Action item: The stretch from the line with "Arc::clone(&self.players)" through the line with "outside the graph." in the records below: write it out exactly, and nothing else.

Source material:
§
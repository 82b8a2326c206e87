//! # traffic_ai_core
//!
//! Core library for server-side realistic AI traffic in multiplayer driving
//! servers.
//!
//! The crate is a tick-driven, multi-agent driving controller: per tick it
//! decides what longitudinal acceleration each AI vehicle should apply given
//! its neighbors on a shared road graph (IDM), whether a vehicle should
//! change lanes under a politeness-weighted incentive model (MOBIL), and it
//! animates accepted lane changes as smooth lateral trajectories while
//! keeping the graph-adjacency bookkeeping consistent. Around this sit a
//! spatial index over spline points, a zone-based density and personality
//! model, and a spawn/despawn controller that keeps the population near each
//! player bounded.
//!
//! ## Modules
//!
//! - [`spline`] - Read-only road graph with next/prev/left/right links
//! - [`agents`] - AI vehicle state and registry
//! - [`neighbors`] - Slowest-occupant index per point; leader/follower walks
//! - [`idm`] - Longitudinal controller (Intelligent Driver Model)
//! - [`mobil`] - Lane-change decider (politeness-weighted incentive + safety)
//! - [`lane_change`] - Multi-tick quintic lane-change animator
//! - [`zones`] - Density, speed and personality regions; time-of-day
//! - [`personality`] - Driver temperament and parameter scaling
//! - [`players`] - Concurrent player-position and cooldown maps
//! - [`population`] - Spawn/despawn controller
//! - [`movement`] - Longitudinal integration and graph transitions
//! - [`simulation`] - Per-tick orchestration and state snapshots
//! - [`scheduler`] - Fixed-rate background loop with cooperative shutdown
//! - [`config`] - YAML configuration surface
//! - [`verbose`] - Structured JSON logging
//!
//! ## Quick start
//!
//! ```rust
//! use std::sync::Arc;
//! use traffic_ai_core::config::TrafficConfig;
//! use traffic_ai_core::scheduler::Scheduler;
//! use traffic_ai_core::simulation::Simulation;
//! use traffic_ai_core::utils::test_graphs::two_lane_road;
//! use traffic_ai_core::zones::{Zone, ZonePredicate, ZonesStorage};
//!
//! let graph = Arc::new(two_lane_road(200, 10.0));
//! let mut zones = ZonesStorage::new();
//! zones.add_zone(Zone::new("highway")
//!     .with_predicate(ZonePredicate::WorldRect {
//!         min_x: -1e5, min_z: -1e5, max_x: 1e5, max_z: 1e5,
//!     })
//!     .with_speed_limit(33.0)
//!     .with_lane_count(2)
//!     .build());
//! let config = TrafficConfig::default();
//!
//! let simulation = Simulation::new(graph, zones, config.clone());
//! let players = simulation.players(); // hand to host position callbacks
//! let handle = Scheduler::new(config.tick_rate_hz).start(simulation);
//! // ... server runs ...
//! let simulation = handle.stop();
//! # let _ = (players, simulation);
//! ```

pub mod agents;
pub mod config;
pub mod geom;
pub mod idm;
pub mod lane_change;
pub mod mobil;
pub mod movement;
pub mod neighbors;
pub mod personality;
pub mod players;
pub mod population;
pub mod scheduler;
pub mod simulation;
pub mod spline;
pub mod utils;
pub mod verbose;
pub mod zones;
impl Simulation {
    /// Creates a simulation seeded from entropy.
    pub fn new(
        graph: Arc<SplineGraph>,
        zones: ZonesStorage,
        config: TrafficConfig,
    ) -> Self {
        Self::build(graph, zones, config, StdRng::from_os_rng())
    }

    /// Creates a simulation with a fixed RNG seed.
    ///
    /// With identical inputs (graph, players, seed, config, clock) two
    /// independently constructed simulations produce identical agent states
    /// at every tick boundary.
    pub fn with_seed(
        graph: Arc<SplineGraph>,
        zones: ZonesStorage,
        config: TrafficConfig,
        seed: u64,
    ) -> Self {
        Self::build(graph, zones, config, StdRng::seed_from_u64(seed))
    }

    fn build(
        graph: Arc<SplineGraph>,
        mut zones: ZonesStorage,
        config: TrafficConfig,
        rng: StdRng,
    ) -> Self {
        crate::verbose::set_verbose_level_from_config(config.debug_logging);

        // Apply per-zone configuration overrides before the first lookup.
        for (zone_id, zone_override) in &config.zone_overrides {
            if let Some(zone) = zones.get_zone_mut(zone_id) {
                if let Some(density_mult) = zone_override.density_mult {
                    zone.density_multiplier = density_mult;
                }
                if let Some(speed_limit) = zone_override.speed_limit {
                    zone.speed_limit = speed_limit;
                }
                if let Some(lane_count) = zone_override.lane_count {
                    zone.lane_count = lane_count;
                }
                zone.enabled = zone_override.enabled;
            }
        }

        let id = Uuid::new_v4();
        log_main!(
            EVENT_SIMULATION_CREATE,
            "Traffic simulation created",
            simulation = id.to_string().as_str(),
            points = graph.len(),
            zones = zones.len()
        );
        Self {
            id,
            animator: LaneChangeAnimator::new(config.animator_parameters()),
            graph,
            zones,
            config,
            agents: AgentsRegistry::new(),
            neighbors: NeighborIndex::new(),
            players: Arc::new(PlayersStorage::new()),
            cooldowns: Arc::new(CooldownsStorage::new()),
            rng,
            last_update_ms: NEVER_TICKED,
            ticks: 0,
            hour: 12,
            next_agent_id: 1,
        }
    }

    /// Gets the unique simulation identifier.
    pub fn get_id(&self) -> Uuid {
        self.id
    }

    /// Gets the number of executed ticks.
    pub fn get_ticks(&self) -> u64 {
        self.ticks
    }

    /// The concurrent player map; hand this to host position callbacks.
    pub fn players(&self) -> Arc<PlayersStorage> {
        Arc::clone(&self.players)
    }

    /// The active configuration.
    pub fn config(&self) -> &TrafficConfig {
        &self.config
    }

    /// Read access to the agent registry.
    pub fn agents(&self) -> &AgentsRegistry {
        &self.agents
    }

    /// Read access to the neighbor index.
    pub fn neighbors(&self) -> &NeighborIndex {
        &self.neighbors
    }

    /// Read access to the lane-change animator.
    pub fn animator(&self) -> &LaneChangeAnimator {
        &self.animator
    }

    /// Sets the current in-game hour used for time-of-day density.
    pub fn set_hour(&mut self, hour: u8) {
        self.hour = hour % 24;
    }

    /// Inserts a host-provided agent into the registry and, when it is
    /// initialized, into the neighbor index.
    ///
    /// # Returns
    /// An error when the agent references a point outside the graph.
    pub fn add_agent(&mut self, mut agent: AiAgent) -> Result<AgentId, SimulationError> {
        let Some(point) = self.graph.get_point(agent.current_point) else {
            return Err(SimulationError::PointOutOfRange {
                agent_id: agent.id,
                point_id: agent.current_point,
            });
        };
        if agent.vec_length <= 0.0 {
            agent.vec_length = point.length;
        }
        if agent.position == crate::geom::Vec3::zero() {
            agent.position = point.position;
        }
        let id = agent.id;
        self.next_agent_id = self.next_agent_id.max(id + 1);
        if agent.initialized {
            self.neighbors.enter(agent.current_point, id, agent.current_speed);
        }
        self.agents.insert_agent(agent);
        Ok(id)
    }

    /// Removes an agent and every trace of it (index, animator, cooldown).
    pub fn remove_agent(&mut self, agent_id: AgentId) -> Option<AiAgent> {
        self.neighbors.purge_agent(agent_id);
        self.animator.cancel(agent_id);
        self.cooldowns.remove(agent_id);
        self.agents.remove_agent(agent_id)
    }

    /// Executes one tick at the given server time.
    ///
    /// A call with `dt <= 0` (same or earlier timestamp than the previous
    /// tick) is a no-op on all state except the last-update bookkeeping.
    pub fn tick(&mut self, now_ms: i64) -> Result<TickReport, SimulationError> {
        self.tick_cooperative(now_ms, None)
    }

    /// Executes one tick, checking the cancellation token between phases.
    ///
    /// Cancellation aborts at the next phase boundary; the neighbor index is
    /// consistent at every boundary, so an aborted tick leaves valid state.
    pub fn tick_cooperative(
        &mut self,
        now_ms: i64,
        token: Option<&ShutdownToken>,
    ) -> Result<TickReport, SimulationError> {
        let dt_ms = if self.last_update_ms == NEVER_TICKED {
            self.config.tick_interval_ms()
        } else {
            now_ms - self.last_update_ms
        };
        if dt_ms <= 0 {
            self.last_update_ms = now_ms;
            return Ok(TickReport::default());
        }
        let dt_s = dt_ms as f32 / 1000.0;
        let cancelled = |token: Option<&ShutdownToken>| {
            token.map(|t| t.is_cancelled()).unwrap_or(false)
        };

        let mut report = TickReport {
            executed: true,
            ..TickReport::default()
        };

        // Phase 1: player snapshot.
        let players = self.players.snapshot();
        if cancelled(token) {
            return Ok(report);
        }

        // Phase 2: animator update and finalization.
        report.lane_changes_finalized = self
            .animator
            .update(&self.graph, &mut self.agents, &mut self.neighbors, now_ms)
            .len();
        if cancelled(token) {
            return Ok(report);
        }

        // Phase 3+4: host-style free acceleration, then the IDM lowering pass.
        self.drive_phase();
        self.idm_phase();
        if cancelled(token) {
            return Ok(report);
        }

        // Phase 5: MOBIL trials for idle agents.
        report.lane_changes_started = self.mobil_phase(now_ms);
        if cancelled(token) {
            return Ok(report);
        }

        // Phase 6: longitudinal integration and graph transitions.
        let dead_ends = movement(&self.graph, &mut self.agents, &mut self.neighbors, dt_s)?;
        for agent_id in &dead_ends {
            self.remove_agent(*agent_id);
        }
        report.despawned += dead_ends.len();
        if cancelled(token) {
            self.last_update_ms = now_ms;
            self.ticks += 1;
            return Ok(report);
        }

        // Phase 7: population sweep.
        report.despawned += despawn_sweep(
            &mut self.agents,
            &mut self.neighbors,
            &mut self.animator,
            &self.cooldowns,
            &players,
            self.config.despawn_m,
        )
        .len();
        report.spawned = spawn_sweep(
            &self.graph,
            &self.zones,
            &self.config,
            &players,
            &mut self.agents,
            &mut self.neighbors,
            &mut self.rng,
            self.hour,
            &mut self.next_agent_id,
        )
        .len();

        self.last_update_ms = now_ms;
        self.ticks += 1;
        log_detailed!(
            EVENT_TICK,
            "Tick executed",
            tick = self.ticks,
            agents = self.agents.len(),
            spawned = report.spawned,
            despawned = report.despawned
        );
        Ok(report)
    }

    /// Sets every initialized agent's acceleration to the host's free-drive
    /// default: full throttle below the target speed, coasting above it.
    /// The IDM pass afterwards only ever lowers these values.
    fn drive_phase(&mut self) {
        for (_, agent) in self.agents.iter_mut() {
            if !agent.initialized {
                continue;
            }
            agent.acceleration = if agent.current_speed < agent.target_speed {
                MAX_ACCELERATION
            } else {
                0.0
            };
        }
    }

    /// Computes IDM accelerations from a read-only snapshot and applies them
    /// under the min-override policy. The computation itself is pure, which
    /// is what makes the optional parallel path safe.
    fn idm_phase(&mut self) {
        let base = self.config.idm_parameters();
        let graph = &*self.graph;
        let neighbors = &self.neighbors;
        let agents = &self.agents;

        let compute = |agent_id: &AgentId| -> Option<(AgentId, f32)> {
            let agent = agents.get(agent_id)?;
            if !agent.initialized {
                return None;
            }
            let driver = DriverParameters::from_personality(agent.personality);
            let own = base.for_personality(&driver);
            let leader = find_leader_from(
                graph,
                neighbors,
                agents,
                agent.current_point,
                *agent_id,
                crate::neighbors::LEADER_SEARCH_DISTANCE,
            )
            .map(|hit| Leader {
                gap: hit.distance,
                speed: hit.speed,
            });
            let a_idm = idm_acceleration(&own, agent.current_speed, agent.target_speed, leader);
            Some((*agent_id, a_idm))
        };

        let ids: Vec<AgentId> = agents.keys().copied().collect();
        let targets: Vec<(AgentId, f32)> = if self.config.parallel_idm {
            ids.par_iter().filter_map(compute).collect()
        } else {
            ids.iter().filter_map(compute).collect()
        };

        for (agent_id, a_idm) in targets {
            if let Some(agent) = self.agents.get_mut(&agent_id) {
                apply_idm(agent, a_idm);
            }
        }
    }

    /// Runs MOBIL trials for agents that are idle, past their cooldown and
    /// blocked behind a leader. Accepted maneuvers start animating and stamp
    /// the cooldown.
    fn mobil_phase(&mut self, now_ms: i64) -> usize {
        let idm = self.config.idm_parameters();
        let mobil = self.config.mobil_parameters();
        let cooldown_ms = (self.config.lane_change_cooldown_s * 1000.0) as i64;
        let ids: Vec<AgentId> = self.agents.keys().copied().collect();
        let mut started = 0usize;

        for agent_id in ids {
            if self.animator.is_animating(agent_id) {
                continue;
            }
            if !self.cooldowns.is_ready(agent_id, now_ms, cooldown_ms) {
                continue;
            }
            let decision = {
                let Some(agent) = self.agents.get(&agent_id) else {
                    continue;
                };
                if !agent.initialized {
                    continue;
                }
                let leader = find_leader_from(
                    &self.graph,
                    &self.neighbors,
                    &self.agents,
                    agent.current_point,
                    agent_id,
                    BLOCKED_LEADER_DISTANCE,
                )
                .map(|hit| Leader {
                    gap: hit.distance,
                    speed: hit.speed,
                });
                if !is_blocked(agent, leader.as_ref()) {
                    continue;
                }
                evaluate_lane_change(
                    &self.graph,
                    &self.neighbors,
                    &self.agents,
                    agent,
                    &idm,
                    &mobil,
                    leader,
                )
                .map(|decision| (decision, agent.current_point, agent.current_speed))
            };
            let Some((decision, source_point, speed)) = decision else {
                continue;
            };
            if self
                .animator
                .begin(
                    agent_id,
                    source_point,
                    decision.target_point,
                    decision.side,
                    speed,
                    now_ms,
                )
                .is_some()
            {
                self.cooldowns.stamp(agent_id, now_ms);
                started += 1;
            }
        }
        started
    }

    /// Extracts the per-vehicle state snapshot for network transport.
    pub fn extract_states(&self, now_ms: i64) -> TrafficState {
        let vehicles = self
            .agents
            .iter()
            .filter(|(_, agent)| agent.initialized)
            .map(|(agent_id, agent)| VehicleState {
                id: *agent_id,
                point_id: agent.current_point,
                lateral_offset: self
                    .animator
                    .get(*agent_id)
                    .map(|change| change.lateral_offset)
                    .unwrap_or(0.0),
                speed: agent.current_speed,
                kind: agent.kind,
            })
            .collect();
        TrafficState {
            timestamp_ms: now_ms,
            tick: self.ticks,
            vehicles,
        }
    }

    /// Clean shutdown: drops in-flight lane changes (the index stays
    /// consistent, agents remain under their source points) and stops
    /// accepting player updates.
    pub fn shutdown(&mut self) {
        self.animator.clear();
        self.players.stop_accepting();
        log_main!(
            EVENT_SHUTDOWN,
            "Traffic simulation shut down",
            simulation = self.id.to_string().as_str(),
            agents = self.agents.len()
        );
    }
}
§
Result of this task:
        Arc::clone(&self.players)
    }

    /// The active configuration.
    pub fn config(&self) -> &TrafficConfig {
        &self.config
    }

    /// Read access to the agent registry.
    pub fn agents(&self) -> &AgentsRegistry {
        &self.agents
    }

    /// Read access to the neighbor index.
    pub fn neighbors(&self) -> &NeighborIndex {
        &self.neighbors
    }

    /// Read access to the lane-change animator.
    pub fn animator(&self) -> &LaneChangeAnimator {
        &self.animator
    }

    /// Sets the current in-game hour used for time-of-day density.
    pub fn set_hour(&mut self, hour: u8) {
        self.hour = hour % 24;
    }

    /// Inserts a host-provided agent into the registry and, when it is
    /// initialized, into the neighbor index.
    ///
    /// # Returns
    /// An error when the agent references a point outside the graph.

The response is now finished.